Posts from the ‘Women’s Alliance’ Category
Women's Alliance
Brief History of the Women’s Alliance
Taken from a sermon by Olive Hoogenboom, Church Historian, given in the First Unitarian Church of Brooklyn, on March 13, 2005
Our church's first women's group, our Female Samaritan Society, was founded in 1838.
In 1844, when our church was being built, this women's society gave an elegant fair and tea party to furnish the high and low pulpit areas.
Founded to help "the sick and suffering poor," our Female Samaritan Society became our church's main service organization. From 1840 to 1851, it collected and distributed $2,721. Three hundred of these dollars went to victims of the September 10, 1848, Brooklyn fire, which left hundreds of people homeless. During the Civil War, our Samaritan Society made 5,235 garments for sick and wounded Union soldiers and spent $3,628 for their care. Also interested in social events, the Society held fortnightly entertainments for church members.
The Sunday school started on December 17, 1865. After moving about, it settled on Willow Place, where it ministered to the families of charwomen, sailors, and longshoremen, becoming one of the earliest settlement houses. During the sixty-two years this largely secular ministry lasted, our Samaritan Society provided a large portion of its yearly budget, and in times of special need gave its families fabric for clothing, shoes, and coal.

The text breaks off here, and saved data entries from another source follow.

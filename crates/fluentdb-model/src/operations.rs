//! DynamoDB operation enum.

use std::fmt;

/// The item-level operations the client issues.
#[derive(Debug, Clone, Copy, PartialEq, Eq, Hash)]
pub enum DynamoDBOperation {
    // Single item
    /// Get an item by primary key.
    GetItem,
    /// Put (insert or replace) an item.
    PutItem,
    /// Update an item.
    UpdateItem,
    /// Delete an item by primary key.
    DeleteItem,

    // Multi-page reads
    /// Query items by key condition.
    Query,
    /// Scan a table or index.
    Scan,

    // Batches
    /// Batch get items from multiple tables.
    BatchGetItem,
    /// Batch put/delete items in multiple tables.
    BatchWriteItem,

    // Transactions
    /// Transactional write of up to 100 items.
    TransactWriteItems,
    /// Transactional read of up to 100 items.
    TransactGetItems,
}

impl DynamoDBOperation {
    /// Returns the operation name used in the `X-Amz-Target` header.
    #[must_use]
    pub fn as_str(&self) -> &'static str {
        match self {
            Self::GetItem => "GetItem",
            Self::PutItem => "PutItem",
            Self::UpdateItem => "UpdateItem",
            Self::DeleteItem => "DeleteItem",
            Self::Query => "Query",
            Self::Scan => "Scan",
            Self::BatchGetItem => "BatchGetItem",
            Self::BatchWriteItem => "BatchWriteItem",
            Self::TransactWriteItems => "TransactWriteItems",
            Self::TransactGetItems => "TransactGetItems",
        }
    }

    /// Returns `true` for operations that only read data.
    #[must_use]
    pub fn is_read(&self) -> bool {
        matches!(
            self,
            Self::GetItem | Self::Query | Self::Scan | Self::BatchGetItem | Self::TransactGetItems
        )
    }
}

impl fmt::Display for DynamoDBOperation {
    fn fmt(&self, f: &mut fmt::Formatter<'_>) -> fmt::Result {
        f.write_str(self.as_str())
    }
}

In December 1897, our Female Samaritan Society anticipated its sixtieth birthday by uniting with our newer Women's Alliance to form our Samaritan Alliance. Carrying on our church's social, charitable, and proselytizing work, it was our church's most active group.
From 1888 until 1943, first our Female Samaritan Society, and then our Samaritan Alliance, working with the Fresh Air Fund, provided summer vacations for Brooklyn children. That first year, 50 settlement children spent two to eight weeks in private homes in the country, and by 1940 the number of children reached 631.
During World War II, church women, organized by our Samaritan Alliance and our Pierrepont Tuesday Club, sewed endlessly for members of the armed forces and refugee children in England. They helped equip a hospital ship and set aside an area in our Church to make surgical dressings. To attract passersby to join in their activities, they flew a Red Cross flag when work was in progress.
While remnants of our church's women's organizations continued to function throughout most of the 1960s, none of them made it into the 1970s. With these organizations becoming moribund at the very moment the women's liberation movement gained momentum, Katherine Lazarus was moved to action. At a Sunday afternoon gathering in the spring of 1973, she launched a new organization "for women of all ages and interests." Participants decided to affiliate with the Unitarian Universalist Women's Federation, to revitalize our old Women's Alliance, and to retain its name, which our Samaritan Alliance had used occasionally since 1963 and consistently beginning in 1965. Lazarus became our church's first woman deacon in 1974 and is still part of our congregation.
Our new Women's Alliance did not give church teas and suppers, but supported workshops, reading groups, seminars, and meetings, focusing on the needs of women in our congregation. Its members frequently travel to Washington and Albany to lobby for freedom of choice in the abortion controversy. For nearly two decades, from 1981 to early 1999, Marge Odessky compiled and published Women's Work, a beautifully edited, in-depth, tri-yearly journal, which kept its many readers aware of the happenings in the women's liberation movement.
From 1977 to 1979, our Alliance hired three women theological students to work with Donald McKinney and to minister particularly to the women in our church.
From 1985 to 2007, it was the chief financial supporter of our church’s female chaplain..
The Women’s Alliance presently supports the presence of female ministerial seminarians.